▶ WHAT IS NEEDED: A stretch of the entries below is to be set down exactly, running from the line with "pub fn new(id: usize, cells: Vec<Cell>)" through the line with "if base.area() >", both included, and no other line.

(Stored items)
++++++++
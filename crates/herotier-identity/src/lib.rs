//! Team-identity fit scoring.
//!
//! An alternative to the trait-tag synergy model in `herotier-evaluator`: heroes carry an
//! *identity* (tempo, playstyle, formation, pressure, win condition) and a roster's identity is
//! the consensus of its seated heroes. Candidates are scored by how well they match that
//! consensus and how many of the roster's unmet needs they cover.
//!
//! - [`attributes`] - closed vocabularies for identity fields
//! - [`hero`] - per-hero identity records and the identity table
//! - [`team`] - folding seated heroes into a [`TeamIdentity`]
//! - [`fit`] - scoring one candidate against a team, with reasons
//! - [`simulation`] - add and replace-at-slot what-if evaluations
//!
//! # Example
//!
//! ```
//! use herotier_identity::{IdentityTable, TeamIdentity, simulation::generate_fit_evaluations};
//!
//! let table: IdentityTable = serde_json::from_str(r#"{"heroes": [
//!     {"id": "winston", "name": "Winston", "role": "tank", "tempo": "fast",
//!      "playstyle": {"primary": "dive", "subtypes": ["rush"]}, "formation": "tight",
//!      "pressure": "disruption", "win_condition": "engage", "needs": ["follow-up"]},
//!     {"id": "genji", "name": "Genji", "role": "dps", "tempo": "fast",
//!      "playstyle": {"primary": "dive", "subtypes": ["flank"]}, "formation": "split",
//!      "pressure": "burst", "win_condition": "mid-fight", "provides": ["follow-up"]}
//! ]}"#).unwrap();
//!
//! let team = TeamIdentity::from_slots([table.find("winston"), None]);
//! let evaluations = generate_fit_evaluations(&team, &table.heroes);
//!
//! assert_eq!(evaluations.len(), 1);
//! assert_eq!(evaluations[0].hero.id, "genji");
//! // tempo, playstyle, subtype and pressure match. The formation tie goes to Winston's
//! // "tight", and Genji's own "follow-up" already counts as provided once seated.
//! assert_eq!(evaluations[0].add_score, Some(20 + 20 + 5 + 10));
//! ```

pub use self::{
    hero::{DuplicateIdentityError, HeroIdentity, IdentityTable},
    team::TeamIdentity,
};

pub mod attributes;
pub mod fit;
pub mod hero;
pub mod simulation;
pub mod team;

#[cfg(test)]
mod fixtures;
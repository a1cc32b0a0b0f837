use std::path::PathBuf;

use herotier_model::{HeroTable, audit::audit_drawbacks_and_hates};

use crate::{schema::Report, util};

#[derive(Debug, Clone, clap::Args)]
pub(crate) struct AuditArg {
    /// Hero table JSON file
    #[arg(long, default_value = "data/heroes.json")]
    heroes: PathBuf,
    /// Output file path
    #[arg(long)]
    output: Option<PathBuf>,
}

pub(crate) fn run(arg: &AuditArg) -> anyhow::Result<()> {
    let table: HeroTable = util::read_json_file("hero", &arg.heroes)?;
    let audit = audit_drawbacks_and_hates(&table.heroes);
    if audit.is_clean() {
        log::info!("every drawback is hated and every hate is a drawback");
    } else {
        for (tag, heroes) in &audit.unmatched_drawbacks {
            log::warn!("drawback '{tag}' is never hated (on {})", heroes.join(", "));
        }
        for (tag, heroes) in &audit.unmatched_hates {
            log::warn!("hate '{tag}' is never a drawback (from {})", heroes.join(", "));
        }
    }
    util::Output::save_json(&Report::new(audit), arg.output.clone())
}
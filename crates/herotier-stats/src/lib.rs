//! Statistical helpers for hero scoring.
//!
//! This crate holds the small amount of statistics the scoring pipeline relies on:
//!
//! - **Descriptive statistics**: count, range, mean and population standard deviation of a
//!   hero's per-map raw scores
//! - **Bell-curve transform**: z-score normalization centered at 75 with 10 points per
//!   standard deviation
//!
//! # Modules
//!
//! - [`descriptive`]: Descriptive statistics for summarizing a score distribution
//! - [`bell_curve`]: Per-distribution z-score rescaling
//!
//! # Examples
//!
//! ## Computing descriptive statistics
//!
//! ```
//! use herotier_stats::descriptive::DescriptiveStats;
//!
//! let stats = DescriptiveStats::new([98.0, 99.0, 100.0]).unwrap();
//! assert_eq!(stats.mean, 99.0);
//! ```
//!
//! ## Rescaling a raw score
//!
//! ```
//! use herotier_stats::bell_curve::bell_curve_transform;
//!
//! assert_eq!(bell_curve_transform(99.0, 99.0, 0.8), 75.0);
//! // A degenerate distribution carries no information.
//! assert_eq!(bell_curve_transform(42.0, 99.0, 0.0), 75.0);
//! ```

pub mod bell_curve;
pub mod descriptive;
++++++++
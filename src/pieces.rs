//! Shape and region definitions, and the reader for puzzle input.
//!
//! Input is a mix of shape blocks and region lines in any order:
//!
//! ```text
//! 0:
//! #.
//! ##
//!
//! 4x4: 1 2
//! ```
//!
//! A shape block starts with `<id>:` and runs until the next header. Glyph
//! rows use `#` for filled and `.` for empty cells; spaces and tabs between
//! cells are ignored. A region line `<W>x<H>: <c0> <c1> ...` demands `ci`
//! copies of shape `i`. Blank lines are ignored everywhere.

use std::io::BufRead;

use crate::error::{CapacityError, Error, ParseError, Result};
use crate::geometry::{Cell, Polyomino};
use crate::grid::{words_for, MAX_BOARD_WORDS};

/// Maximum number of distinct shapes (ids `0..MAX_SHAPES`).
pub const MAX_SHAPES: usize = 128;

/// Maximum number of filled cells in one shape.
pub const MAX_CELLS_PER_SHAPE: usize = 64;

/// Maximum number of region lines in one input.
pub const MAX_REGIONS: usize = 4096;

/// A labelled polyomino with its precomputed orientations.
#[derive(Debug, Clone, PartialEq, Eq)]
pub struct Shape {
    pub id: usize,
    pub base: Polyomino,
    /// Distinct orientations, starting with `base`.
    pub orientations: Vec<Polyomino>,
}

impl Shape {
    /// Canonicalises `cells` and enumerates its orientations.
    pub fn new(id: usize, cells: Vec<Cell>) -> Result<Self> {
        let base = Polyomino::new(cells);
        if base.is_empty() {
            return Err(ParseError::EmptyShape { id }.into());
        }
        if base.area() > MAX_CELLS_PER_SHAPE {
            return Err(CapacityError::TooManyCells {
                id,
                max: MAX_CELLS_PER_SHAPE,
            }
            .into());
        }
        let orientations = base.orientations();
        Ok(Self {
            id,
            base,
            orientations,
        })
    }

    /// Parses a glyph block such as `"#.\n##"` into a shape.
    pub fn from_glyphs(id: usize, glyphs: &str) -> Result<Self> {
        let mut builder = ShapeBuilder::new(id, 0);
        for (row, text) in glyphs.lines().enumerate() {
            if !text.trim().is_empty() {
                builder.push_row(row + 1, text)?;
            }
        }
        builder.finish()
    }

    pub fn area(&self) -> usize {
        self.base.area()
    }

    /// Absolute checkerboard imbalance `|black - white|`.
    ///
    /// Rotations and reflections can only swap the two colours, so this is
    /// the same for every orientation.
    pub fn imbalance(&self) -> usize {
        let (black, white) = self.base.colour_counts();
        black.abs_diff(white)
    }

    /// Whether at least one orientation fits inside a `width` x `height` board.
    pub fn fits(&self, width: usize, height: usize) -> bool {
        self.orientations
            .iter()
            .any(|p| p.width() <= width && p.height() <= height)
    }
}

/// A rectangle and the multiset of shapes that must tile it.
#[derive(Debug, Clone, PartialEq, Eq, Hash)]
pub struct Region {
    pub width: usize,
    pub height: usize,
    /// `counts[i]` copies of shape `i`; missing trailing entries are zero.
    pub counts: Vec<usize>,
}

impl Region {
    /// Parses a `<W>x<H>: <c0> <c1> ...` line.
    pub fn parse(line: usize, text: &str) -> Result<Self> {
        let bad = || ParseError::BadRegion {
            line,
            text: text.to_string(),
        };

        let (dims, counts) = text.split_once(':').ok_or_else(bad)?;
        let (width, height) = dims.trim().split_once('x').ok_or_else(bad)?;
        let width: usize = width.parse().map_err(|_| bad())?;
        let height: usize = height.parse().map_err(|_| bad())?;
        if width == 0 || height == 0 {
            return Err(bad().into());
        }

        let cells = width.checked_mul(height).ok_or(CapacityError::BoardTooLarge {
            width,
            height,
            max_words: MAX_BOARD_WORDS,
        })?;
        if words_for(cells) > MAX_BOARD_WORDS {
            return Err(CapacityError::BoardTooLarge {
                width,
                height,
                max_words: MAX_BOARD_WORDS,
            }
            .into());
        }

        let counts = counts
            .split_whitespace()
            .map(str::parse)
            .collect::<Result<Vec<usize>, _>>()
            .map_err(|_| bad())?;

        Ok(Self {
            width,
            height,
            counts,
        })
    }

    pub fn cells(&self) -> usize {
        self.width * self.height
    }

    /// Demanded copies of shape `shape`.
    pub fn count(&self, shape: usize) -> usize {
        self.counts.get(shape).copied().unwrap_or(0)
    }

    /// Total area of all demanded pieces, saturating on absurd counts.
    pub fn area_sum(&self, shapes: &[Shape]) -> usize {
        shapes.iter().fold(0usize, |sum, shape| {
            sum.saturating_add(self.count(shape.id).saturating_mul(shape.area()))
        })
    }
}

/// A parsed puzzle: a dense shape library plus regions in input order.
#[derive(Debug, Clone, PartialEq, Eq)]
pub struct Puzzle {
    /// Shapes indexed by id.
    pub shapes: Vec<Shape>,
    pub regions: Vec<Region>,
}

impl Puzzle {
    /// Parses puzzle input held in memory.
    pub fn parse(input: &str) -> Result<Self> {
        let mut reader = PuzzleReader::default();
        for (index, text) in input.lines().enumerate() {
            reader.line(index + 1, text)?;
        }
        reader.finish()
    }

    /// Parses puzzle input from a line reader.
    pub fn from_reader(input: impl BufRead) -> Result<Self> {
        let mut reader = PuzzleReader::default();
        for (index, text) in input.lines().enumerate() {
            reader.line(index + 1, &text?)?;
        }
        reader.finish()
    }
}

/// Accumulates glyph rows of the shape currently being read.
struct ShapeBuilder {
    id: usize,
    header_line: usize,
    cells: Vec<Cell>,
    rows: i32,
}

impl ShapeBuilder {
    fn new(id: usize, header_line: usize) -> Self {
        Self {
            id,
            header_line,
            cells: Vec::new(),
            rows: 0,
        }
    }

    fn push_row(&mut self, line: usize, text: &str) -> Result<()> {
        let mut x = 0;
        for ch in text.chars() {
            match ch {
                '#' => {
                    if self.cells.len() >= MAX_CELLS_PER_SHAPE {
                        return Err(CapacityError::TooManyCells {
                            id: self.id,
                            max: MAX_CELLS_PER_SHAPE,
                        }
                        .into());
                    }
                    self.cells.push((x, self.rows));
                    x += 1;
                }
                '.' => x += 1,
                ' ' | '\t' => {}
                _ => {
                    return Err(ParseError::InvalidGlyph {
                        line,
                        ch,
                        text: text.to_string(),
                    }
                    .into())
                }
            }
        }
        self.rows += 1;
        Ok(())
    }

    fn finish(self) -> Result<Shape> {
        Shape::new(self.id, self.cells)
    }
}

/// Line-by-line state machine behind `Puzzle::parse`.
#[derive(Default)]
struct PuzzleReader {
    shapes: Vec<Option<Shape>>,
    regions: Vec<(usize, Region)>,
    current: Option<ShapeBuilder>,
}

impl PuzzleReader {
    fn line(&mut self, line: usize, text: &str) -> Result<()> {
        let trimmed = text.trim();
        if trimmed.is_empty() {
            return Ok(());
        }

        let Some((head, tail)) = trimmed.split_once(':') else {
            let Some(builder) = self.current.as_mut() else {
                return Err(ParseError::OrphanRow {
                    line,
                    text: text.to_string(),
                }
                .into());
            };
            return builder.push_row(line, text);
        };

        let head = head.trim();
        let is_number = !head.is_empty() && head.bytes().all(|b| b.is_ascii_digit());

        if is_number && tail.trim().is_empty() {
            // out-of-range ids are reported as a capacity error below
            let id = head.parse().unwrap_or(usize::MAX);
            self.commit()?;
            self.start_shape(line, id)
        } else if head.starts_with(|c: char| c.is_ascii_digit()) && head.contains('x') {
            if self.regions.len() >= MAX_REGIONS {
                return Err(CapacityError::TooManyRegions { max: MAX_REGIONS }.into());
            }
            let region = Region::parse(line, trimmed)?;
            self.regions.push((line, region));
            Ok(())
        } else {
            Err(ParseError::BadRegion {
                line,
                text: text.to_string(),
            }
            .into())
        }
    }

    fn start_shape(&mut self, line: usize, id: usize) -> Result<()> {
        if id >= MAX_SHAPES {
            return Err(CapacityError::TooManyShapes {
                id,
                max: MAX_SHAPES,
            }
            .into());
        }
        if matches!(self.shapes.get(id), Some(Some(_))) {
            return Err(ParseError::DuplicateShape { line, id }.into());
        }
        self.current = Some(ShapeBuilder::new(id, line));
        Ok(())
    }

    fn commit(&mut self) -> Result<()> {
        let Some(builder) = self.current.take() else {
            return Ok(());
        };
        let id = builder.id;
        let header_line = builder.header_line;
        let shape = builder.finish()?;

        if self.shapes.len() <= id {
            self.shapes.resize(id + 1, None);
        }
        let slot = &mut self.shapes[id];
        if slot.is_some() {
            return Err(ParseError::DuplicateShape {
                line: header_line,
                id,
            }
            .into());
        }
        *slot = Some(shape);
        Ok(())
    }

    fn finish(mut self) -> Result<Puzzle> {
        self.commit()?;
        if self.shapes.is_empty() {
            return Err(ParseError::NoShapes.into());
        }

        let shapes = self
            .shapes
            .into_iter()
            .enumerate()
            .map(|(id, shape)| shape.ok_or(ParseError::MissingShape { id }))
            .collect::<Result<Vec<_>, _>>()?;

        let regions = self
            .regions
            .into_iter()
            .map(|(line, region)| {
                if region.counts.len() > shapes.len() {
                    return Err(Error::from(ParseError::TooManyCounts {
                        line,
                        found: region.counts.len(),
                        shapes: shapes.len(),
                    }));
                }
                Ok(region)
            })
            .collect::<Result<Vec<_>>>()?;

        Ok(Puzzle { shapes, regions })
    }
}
++++++++
▶ TASK ANSWER:
    pub fn new(id: usize, cells: Vec<Cell>) -> Result<Self> {
        let base = Polyomino::new(cells);
        if base.is_empty() {
            return Err(ParseError::EmptyShape { id }.into());
        }
        if base.area() > MAX_CELLS_PER_SHAPE {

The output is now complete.